- Aim of the exercise
Among the entries below, take the line with "Ok(outcome) => member" and the line with "let status = MembershipStatus::of(Some(&member));", and output them and every line between them exactly, with nothing else.

%%

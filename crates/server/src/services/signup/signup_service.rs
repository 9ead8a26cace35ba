use crate::auth::{JwtManager, PkcePair};
use crate::services::identity::profile::{resolve_profile, ProfileHint};
use crate::services::identity::twitter_oauth::DynIdentityProvider;
use crate::services::identity::DynIdentityService;
use crate::services::member::MembershipStatus;
use crate::services::referral::DynReferralService;
use async_trait::async_trait;
use database::member::model::WaitlistMember;
use std::sync::Arc;
use tracing::{info, warn};
use utils::{AppError, AppResult};

pub type DynSignupService = Arc<dyn SignupServiceTrait + Send + Sync>;

/// 登录回调处理完成后的结果
#[derive(Debug, Clone)]
pub struct CompletedLogin {
    pub member: WaitlistMember,
    pub status: MembershipStatus,
    pub session_token: String,
}

#[async_trait]
pub trait SignupServiceTrait {
    /// 发起登录
    ///
    /// 生成PKCE验证对和续接令牌（OAuth state参数），返回授权跳转地址。
    /// 待归因的邀请码随令牌带出，服务端不保存任何中间状态。
    fn begin_login(&self, pending_ref: Option<&str>) -> AppResult<String>;

    /// 回调续接
    ///
    /// 校验续接令牌 → 授权码换token → 拉取资料 → 归一化 → 落库 →
    /// 归因（如有待处理邀请码，失败不阻断登录）→ 签发会话令牌。
    async fn complete_login(&self, code: &str, state: &str) -> AppResult<CompletedLogin>;
}

pub struct SignupService {
    provider: DynIdentityProvider,
    identity: DynIdentityService,
    referral: DynReferralService,
    jwt_manager: Arc<JwtManager>,
}

impl SignupService {
    pub fn new(
        provider: DynIdentityProvider,
        identity: DynIdentityService,
        referral: DynReferralService,
        jwt_manager: Arc<JwtManager>,
    ) -> Self {
        Self {
            provider,
            identity,
            referral,
            jwt_manager,
        }
    }
}

#[async_trait]
impl SignupServiceTrait for SignupService {
    fn begin_login(&self, pending_ref: Option<&str>) -> AppResult<String> {
        let pkce = PkcePair::generate();
        let state = self.jwt_manager.generate_signup_state_token(pending_ref, &pkce.verifier)?;
        let url = self.provider.authorize_url(&state, &pkce.challenge);

        info!("🚀 发起Twitter登录跳转: pending_ref={:?}", pending_ref);
        Ok(url)
    }

    async fn complete_login(&self, code: &str, state: &str) -> AppResult<CompletedLogin> {
        // 1. 续接令牌校验失败（过期、伪造、签发者不符）时登录作废
        let claims = self.jwt_manager.verify_signup_state_token(state).map_err(|e| {
            warn!("⚠️ 续接令牌校验失败: {}", e);
            AppError::Unauthorized
        })?;

        // 2. 授权码换token，verifier从续接令牌里恢复
        let token = self.provider.exchange_code(code, &claims.verifier).await?;

        // 3. 拉取并归一化用户资料
        let payload = self.provider.fetch_profile(&token.access_token).await?;
        let profile = resolve_profile(&payload, &ProfileHint::default())?;

        // 4. 落库：新成员插入，老成员刷新画像
        let (mut member, is_new) = self.identity.verify_and_upsert(&profile).await?;

        // 5. 邀请归因：只在携带了待处理邀请码且尚未绑定时执行，
        //    无效码/自我邀请等失败不阻断登录
        if let Some(pending) = claims.pending_ref.as_deref().filter(|c| !c.is_empty()) {
            if member.referred_by.is_none() {
                match self.referral.attribute(&member.twitter_id, pending).await {
                    Ok(outcome) => member = outcome.member,
                    Err(e) => warn!("⚠️ 邀请归因失败（登录继续）: code={} err={}", pending, e),
                }
            }
        }

        // 6. 状态以钱包为准：没留钱包的老成员仍是new
        let status = MembershipStatus::of(Some(&member));

        let session_token = self.jwt_manager.generate_session_token(&member.twitter_id, &member.handle)?;

        info!(
            "🟢 登录完成: handle={} status={} is_new={}",
            member.handle,
            status.as_str(),
            is_new
        );

        Ok(CompletedLogin {
            member,
            status,
            session_token,
        })
    }
}

#[cfg(test)]
mod tests {
    use super::*;
    use crate::auth::AuthConfig;
    use crate::services::identity::IdentityService;
    use crate::services::referral::ReferralService;
    use crate::services::test_support::{test_member, MockIdentityProvider, MockMemberRepository};
    use std::sync::atomic::Ordering;

    fn create_test_config() -> AuthConfig {
        AuthConfig {
            session_secret: "test_secret_key_for_signup_testing".to_string(),
            session_expires_in_hours: 24,
            signup_state_ttl_minutes: 10,
            auth_disabled: false,
        }
    }

    struct TestHarness {
        repository: Arc<MockMemberRepository>,
        provider: Arc<MockIdentityProvider>,
        jwt_manager: Arc<JwtManager>,
        service: SignupService,
    }

    fn create_harness(provider: MockIdentityProvider) -> TestHarness {
        let repository = Arc::new(MockMemberRepository::new());
        let provider = Arc::new(provider);
        let jwt_manager = Arc::new(JwtManager::new(create_test_config()));

        let identity = Arc::new(IdentityService::new(repository.clone())) as DynIdentityService;
        let referral = Arc::new(ReferralService::new(repository.clone())) as DynReferralService;
        let service = SignupService::new(
            provider.clone() as DynIdentityProvider,
            identity,
            referral,
            jwt_manager.clone(),
        );

        TestHarness {
            repository,
            provider,
            jwt_manager,
            service,
        }
    }

    /// 从Mock授权地址中取出state参数
    fn state_from_url(url: &str) -> String {
        let start = url.find("state=").unwrap() + "state=".len();
        let end = url[start..].find('&').map(|i| start + i).unwrap_or(url.len());
        url[start..end].to_string()
    }

    #[tokio::test]
    async fn test_full_signup_flow_with_referral() {
        let harness = create_harness(MockIdentityProvider::with_user("100", "Alice", 1500));
        harness.repository.insert(test_member("1", "referrer", "refcode1"));

        let authorize_url = harness.service.begin_login(Some("refcode1")).unwrap();
        let state = state_from_url(&authorize_url);

        let login = harness.service.complete_login("auth-code", &state).await.unwrap();

        assert_eq!(login.member.twitter_id, "100");
        assert_eq!(login.member.handle, "alice");
        assert_eq!(login.member.referred_by, Some("1".to_string()));
        assert_eq!(login.status, MembershipStatus::New);

        let claims = harness.jwt_manager.verify_session_token(&login.session_token).unwrap();
        assert_eq!(claims.sub, "100");
        assert_eq!(claims.handle, "alice");
    }

    #[tokio::test]
    async fn test_signup_without_referral() {
        let harness = create_harness(MockIdentityProvider::with_user("100", "bob", 10));

        let authorize_url = harness.service.begin_login(None).unwrap();
        let state = state_from_url(&authorize_url);

        let login = harness.service.complete_login("auth-code", &state).await.unwrap();

        assert_eq!(login.member.referred_by, None);
        assert_eq!(login.status, MembershipStatus::New);
        assert_eq!(harness.repository.len(), 1);
    }

    #[tokio::test]
    async fn test_returning_member_with_wallet_is_existing() {
        let harness = create_harness(MockIdentityProvider::with_user("100", "alice", 2000));
        let mut seeded = test_member("100", "alice", "alice123");
        seeded.wallet_address = Some("0xCAFE".to_string());
        harness.repository.insert(seeded);

        let authorize_url = harness.service.begin_login(None).unwrap();
        let state = state_from_url(&authorize_url);

        let login = harness.service.complete_login("auth-code", &state).await.unwrap();

        assert_eq!(login.status, MembershipStatus::Existing);
        // 登录刷新了画像
        assert_eq!(login.member.follower_count, 2000);
        // 原有字段保留
        assert_eq!(login.member.referral_code, "alice123");
    }

    #[tokio::test]
    async fn test_invalid_state_rejected() {
        let harness = create_harness(MockIdentityProvider::with_user("100", "alice", 1));

        let result = harness.service.complete_login("auth-code", "not-a-valid-state").await;

        assert!(matches!(result, Err(AppError::Unauthorized)));
        assert_eq!(harness.repository.len(), 0);
    }

    #[tokio::test]
    async fn test_state_signed_by_other_secret_rejected() {
        let harness = create_harness(MockIdentityProvider::with_user("100", "alice", 1));
        let foreign_manager = JwtManager::new(AuthConfig {
            session_secret: "some_other_secret_entirely".to_string(),
            ..create_test_config()
        });
        let foreign_state = foreign_manager.generate_signup_state_token(None, "v").unwrap();

        let result = harness.service.complete_login("auth-code", &foreign_state).await;

        assert!(matches!(result, Err(AppError::Unauthorized)));
    }

    #[tokio::test]
    async fn test_invalid_referral_code_does_not_block_login() {
        let harness = create_harness(MockIdentityProvider::with_user("100", "alice", 1));

        let authorize_url = harness.service.begin_login(Some("nosuchcd")).unwrap();
        let state = state_from_url(&authorize_url);

        let login = harness.service.complete_login("auth-code", &state).await.unwrap();

        assert_eq!(login.member.referred_by, None);
        assert_eq!(harness.repository.len(), 1);
    }

    #[tokio::test]
    async fn test_own_code_is_not_applied() {
        let harness = create_harness(MockIdentityProvider::with_user("100", "alice", 1));
        harness.repository.insert(test_member("100", "alice", "alice123"));

        let authorize_url = harness.service.begin_login(Some("alice123")).unwrap();
        let state = state_from_url(&authorize_url);

        let login = harness.service.complete_login("auth-code", &state).await.unwrap();

        assert_eq!(login.member.referred_by, None);
        assert_eq!(login.status, MembershipStatus::New);
    }

    #[tokio::test]
    async fn test_existing_attribution_never_overwritten() {
        let harness = create_harness(MockIdentityProvider::with_user("100", "alice", 1));
        harness.repository.insert(test_member("1", "first", "first123"));
        harness.repository.insert(test_member("2", "second", "second12"));
        let mut seeded = test_member("100", "alice", "alice123");
        seeded.referred_by = Some("1".to_string());
        harness.repository.insert(seeded);

        let authorize_url = harness.service.begin_login(Some("second12")).unwrap();
        let state = state_from_url(&authorize_url);

        let login = harness.service.complete_login("auth-code", &state).await.unwrap();

        assert_eq!(login.member.referred_by, Some("1".to_string()));
    }

    #[tokio::test]
    async fn test_token_exchange_failure_aborts() {
        let provider = MockIdentityProvider::with_user("100", "alice", 1);
        provider.fail_exchange.store(true, Ordering::SeqCst);
        let harness = create_harness(provider);

        let authorize_url = harness.service.begin_login(None).unwrap();
        let state = state_from_url(&authorize_url);

        let result = harness.service.complete_login("auth-code", &state).await;

        assert!(result.is_err());
        assert_eq!(harness.repository.len(), 0);
    }

    #[tokio::test]
    async fn test_profile_fetch_failure_aborts() {
        let provider = MockIdentityProvider::with_user("100", "alice", 1);
        provider.fail_profile.store(true, Ordering::SeqCst);
        let harness = create_harness(provider);

        let authorize_url = harness.service.begin_login(None).unwrap();
        let state = state_from_url(&authorize_url);

        let result = harness.service.complete_login("auth-code", &state).await;

        assert!(result.is_err());
        assert_eq!(harness.repository.len(), 0);
    }
}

%%

- Reply
                    Ok(outcome) => member = outcome.member,
                    Err(e) => warn!("⚠️ 邀请归因失败（登录继续）: code={} err={}", pending, e),
                }
            }
        }

        // 6. 状态以钱包为准：没留钱包的老成员仍是new
        let status = MembershipStatus::of(Some(&member));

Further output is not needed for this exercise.